Um (o instinto) é um produto dos sentidos, uma sagacidade compartilhada com os animais mais inferiores, mesmo aqueles que não têm [não são detentores de] razão; o outro é o produto das faculdades reflexivas, que denota a judiciosidade e a intelectualidade humanas.

Em consequência, um animal desprovido de poderes de raciocínio tem, no instinto inerente ao seu ser, uma faculdade infalível que é apenas uma centelha do divino que reside em cada partícula de matéria inorgânica – o próprio espírito materializado. Na Cabala judaica, o segundo e o terceiro capítulos do Génese são explicados as seguinte maneira:

Quando o segundo Adão foi criado do pó”’, a matéria tornou-se tão grosseira, que ela reina como soberana. Dos seus desejos emanou a mulher, e Lilith possuía a melhor parte do espírito.

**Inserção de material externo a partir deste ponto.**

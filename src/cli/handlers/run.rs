// src/cli/handlers/run.rs

use anyhow::Result;
use clap::Parser;
use colored::*;

use crate::{
    cli::handlers::commons,
    state::AppContext,
    system::{
        executor::{ExecutionOutcome, ExecutionResolver},
        process::{InvocationMode, SystemSpawner},
    },
};

#[derive(Parser, Debug, Default)]
#[command(no_binary_name = true, about = "Runs a registered script.")]
struct RunArgs {
    /// Name of the script. Several words are joined with spaces. Prompted for if omitted.
    name: Vec<String>,

    /// Print the command that would run, without running it.
    #[arg(long)]
    dry_run: bool,
}

/// Runs an entry, or only shows its command with `--dry-run`.
pub fn handle(args: Vec<String>, ctx: &mut AppContext) -> Result<()> {
    let run_args = RunArgs::try_parse_from(&args)?;
    let name = (!run_args.name.is_empty()).then(|| run_args.name.join(" "));
    let entry = commons::resolve_entry(ctx, name)?;
    let resolver = ExecutionResolver::new(&ctx.settings, &ctx.counter, SystemSpawner);

    if run_args.dry_run {
        let invocation = resolver.resolve(&entry)?;
        println!("\n{}", t!("run.info.dry_run").bold());
        println!("  {:<13} {}", "Command:".blue(), invocation);
        println!("  {:<13} {}", "Directory:".blue(), invocation.cwd.display());
        if let InvocationMode::VirtualEnv { activate, .. } = &invocation.mode {
            println!("  {:<13} {}", "Activate:".blue(), activate.display());
        }
        return Ok(());
    }

    println!(
        "\n{}",
        format!(t!("run.info.running"), name = entry.name.cyan().bold())
    );
    let outcome = resolver.resolve_and_run(&entry)?;
    print_outcome(&entry.name, &outcome);
    Ok(())
}

fn print_outcome(name: &str, outcome: &ExecutionOutcome) {
    let output = &outcome.output;
    if !output.stdout.is_empty() {
        print!("{}", output.stdout);
        if !output.stdout.ends_with('\n') {
            println!();
        }
    }
    if !output.stderr.is_empty() {
        eprint!("{}", output.stderr.red());
        if !output.stderr.ends_with('\n') {
            eprintln!();
        }
    }

    match output.exit_code {
        Some(0) => commons::print_success(&format!(t!("run.success"), name = name)),
        Some(code) => println!(
            "\n{}",
            format!(t!("run.warning.non_zero_exit"), name = name, code = code).yellow()
        ),
        None => println!(
            "\n{}",
            format!(t!("run.warning.signal"), name = name).yellow()
        ),
    }

    match outcome.executions {
        Some(count) => println!(
            "  {}",
            format!(t!("run.info.executions"), count = count).dimmed()
        ),
        None => eprintln!("  {}", t!("run.warning.counter_not_saved").yellow()),
    }
}

#[cfg(test)]
mod tests {
    use super::*;

    #[test]
    fn test_unquoted_multi_word_names_are_joined() {
        let args = RunArgs::try_parse_from(["Backup", "DB", "--dry-run"]).unwrap();
        assert_eq!(args.name.join(" "), "Backup DB");
        assert!(args.dry_run);
    }
}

O Senhor Deus, ‘passeando no Éden no frescor do dia’ (o crepúsculo do espírito, ou a luz divina obscurecida pela sombra da matéria), amaldiçoou não só aqueles que cometeram o pecado, mas também o próprio solo e todas as coisas vivas – a tentadora serpente-matéria acima de tudo.

Quem, a não ser os cabalistas, é capaz de explicar este aparente acto de injustiça?

Como devemos compreender esta maldição de todas as coisas criadas, inocentes de todo o crime? A alegoria é evidente.

A maldição é inerente à própria matéria.

Segue-se que ela está condenada a lutar contra a sua própria grosseria para conseguir a purificação; a centelha latente do espírito divino, embora asfixiada, ainda permanece; e a sua invencível atracção ascensional obriga-a a lutar com dor e com suor a fim de se libertar.

A lógica mostra-nos que, assim como toda a matéria teve uma origem comum, ela deve ter atributos comuns, e que, assim como a centelha vital e divina se encontra no corpo material do homem, também deve estar em cada espécie subordinada.

A inteligência latente que, nos reinos inferiores, é considerada semiconsciência, consciência e instinto, é enormemente moderada no homem.

A razão, produto do cérebro físico, desenvolve às expensas do instinto a vaga reminiscência de uma omnisciência outrora divina – o espírito.

A razão, símbolo da soberania do homem físico sobre todos os outros organismos físicos, é frequentemente rebaixada pelo instinto animal.

Como o seu cérebro é mais perfeito do que o de qualquer outra criatura, as suas emanações devem naturalmente produzir os resultados superiores da acção mental; mas a razão serve apenas para a consideração das coisas materiais; ela é incapaz de auxiliar o seu possuidor no conhecimento do espírito.

Perdendo o instinto, o homem perde os seus poderes intuitivos, que são o coroamento e o ponto culminante do instinto.

A razão é a arma grosseira dos cientistas – a intuição, o guia infalível do vidente.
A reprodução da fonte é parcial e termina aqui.